When marked crosswalks send pedestrians the wrong signal.

A crosswalk might appear to be the safest route across a busy, multi-lane street, but research conducted by the Federal Highway Administration shows that pedestrians are almost five times more likely to be struck in a painted crosswalk than at an unmarked crossing.

In an attempt to explain this counterintuitive finding, transportation engineer Meghan Mitman, M.S. ’07, and her team at Berkeley’s Traffic Safety Center observed the behavior of pedestrians and drivers at six Bay Area intersections. They found that pedestrians at unmarked crosswalks, perhaps uncertain of their right-of-way, tended to wait for longer gaps in traffic and then run across the street when they saw an opportunity.

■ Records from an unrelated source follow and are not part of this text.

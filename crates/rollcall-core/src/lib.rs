//! rollcall-core — Face-encoding registry and stable matching engine.
//!
//! Stores people with one or more face encodings, matches query encodings
//! against the approved set by Euclidean distance, and aggregates repeated
//! noisy matches into a single check-in decision.

pub mod approval;
pub mod error;
pub mod matcher;
pub mod registry;
pub mod stability;
pub mod store;
pub mod types;

pub use error::{Error, Result};
pub use matcher::{EuclideanMatcher, MatchParams, Matcher};
pub use registry::{Registry, SharedRegistry};
pub use stability::{
    BackendReport, CancelToken, EncodingExtractor, Sample, SampleSource, SessionOutcome,
    SessionParams, SessionReport, StabilityAggregator,
};
pub use store::{JsonFileStore, RegistryState, RegistryStore};
pub use types::{Contact, Decision, Encoding, MatchResult, Person, PersonStatus};
use std::fmt;
use std::path::PathBuf;

use chrono::{DateTime, Utc};
use serde::{Deserialize, Serialize};

use crate::error::{Error, Result};

/// Fixed-length face encoding produced by an external extractor.
#[derive(Debug, Clone, PartialEq, Serialize, Deserialize)]
#[serde(transparent)]
pub struct Encoding {
    pub values: Vec<f32>,
}

impl Encoding {
    pub fn new(values: Vec<f32>) -> Self {
        Self { values }
    }

    pub fn dim(&self) -> usize {
        self.values.len()
    }

    /// Reject empty vectors and vectors carrying NaN or infinity.
    pub fn validate(&self) -> Result<()> {
        if self.values.is_empty() {
            return Err(Error::InvalidInput("encoding is empty".into()));
        }
        if let Some(pos) = self.values.iter().position(|v| !v.is_finite()) {
            return Err(Error::InvalidInput(format!(
                "encoding value at index {pos} is not finite"
            )));
        }
        Ok(())
    }

    /// Euclidean distance between two encodings of the same dimension.
    pub fn euclidean_distance(&self, other: &Encoding) -> f32 {
        self.values
            .iter()
            .zip(other.values.iter())
            .map(|(a, b)| (a - b).powi(2))
            .sum::<f32>()
            .sqrt()
    }
}

impl From<Vec<f32>> for Encoding {
    fn from(values: Vec<f32>) -> Self {
        Self::new(values)
    }
}

/// Lifecycle state of a registration.
#[derive(Debug, Clone, Copy, PartialEq, Eq, Hash, Serialize, Deserialize)]
#[serde(rename_all = "snake_case")]
pub enum PersonStatus {
    Pending,
    Approved,
}

impl fmt::Display for PersonStatus {
    fn fmt(&self, f: &mut fmt::Formatter<'_>) -> fmt::Result {
        match self {
            PersonStatus::Pending => f.write_str("pending"),
            PersonStatus::Approved => f.write_str("approved"),
        }
    }
}

/// Contact details captured at registration. Only `name` is required.
#[derive(Debug, Clone, Default, PartialEq, Serialize, Deserialize)]
pub struct Contact {
    pub name: String,
    pub email: Option<String>,
    pub phone: Option<String>,
}

impl Contact {
    pub fn named(name: impl Into<String>) -> Self {
        Self {
            name: name.into(),
            ..Self::default()
        }
    }

    pub(crate) fn validate(&self) -> Result<()> {
        if self.name.trim().is_empty() {
            return Err(Error::InvalidInput("name is required".into()));
        }
        Ok(())
    }
}

/// A registered person with one or more stored encodings.
#[derive(Debug, Clone, PartialEq, Serialize, Deserialize)]
pub struct Person {
    pub id: u64,
    pub name: String,
    pub email: Option<String>,
    pub phone: Option<String>,
    pub status: PersonStatus,
    pub created_at: DateTime<Utc>,
    pub encodings: Vec<Encoding>,
    /// Photos captured at registration, encoded on approval.
    #[serde(default)]
    pub photos: Vec<PathBuf>,
}

impl Person {
    pub fn is_approved(&self) -> bool {
        self.status == PersonStatus::Approved
    }
}

/// Outcome of comparing one query encoding against a gallery.
#[derive(Debug, Clone, Copy, PartialEq, Eq, Serialize, Deserialize)]
#[serde(rename_all = "snake_case")]
pub enum Decision {
    Match,
    NoMatch,
}

/// Result of matching a query encoding against a gallery.
///
/// `matched_id`, `name` and `encoding_index` describe the nearest candidate
/// even when `decision` is [`Decision::NoMatch`]; they are `None` only when
/// the gallery held no comparable encoding.
#[derive(Debug, Clone, PartialEq, Serialize)]
pub struct MatchResult {
    pub matched_id: Option<u64>,
    pub name: Option<String>,
    /// Index of the closest encoding within the matched person's encodings.
    pub encoding_index: Option<usize>,
    pub distance: f32,
    /// Confidence percentage in [0, 100].
    pub confidence: f32,
    pub decision: Decision,
}

impl MatchResult {
    /// The result reported for an empty gallery.
    pub fn empty() -> Self {
        Self {
            matched_id: None,
            name: None,
            encoding_index: None,
            distance: f32::INFINITY,
            confidence: 0.0,
            decision: Decision::NoMatch,
        }
    }

    pub fn is_match(&self) -> bool {
        self.decision == Decision::Match
    }
}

At marked crosswalks, by contrast, pedestrians were more likely to assert their right-of-way, and drivers were more likely to yield. But a dangerous scenario would arise when a car in one lane yielded to pedestrians in the crosswalk, and an approaching car in the next lane over, unable to see the pedestrians, failed to stop.

To avoid giving pedestrians this false sense of security, some cities are planning to remove painted crosswalks at high-accident crossings, but Mitman, now with national transportation firm Fehr and Peers, thinks that action should be a last resort only. She advocates education and enforcement instead, and more active traffic-control equipment such as flashing, in-pavement lights that are activated by the crossing pedestrian. It’s a balance, she says, between empowering pedestrians and warning them that cars might not stop. Says Mitman, “It’s not saying, ‘OK, pedestrian, good luck.’ It’s saying that you do have the right of way, but you need to assert that right—right away.”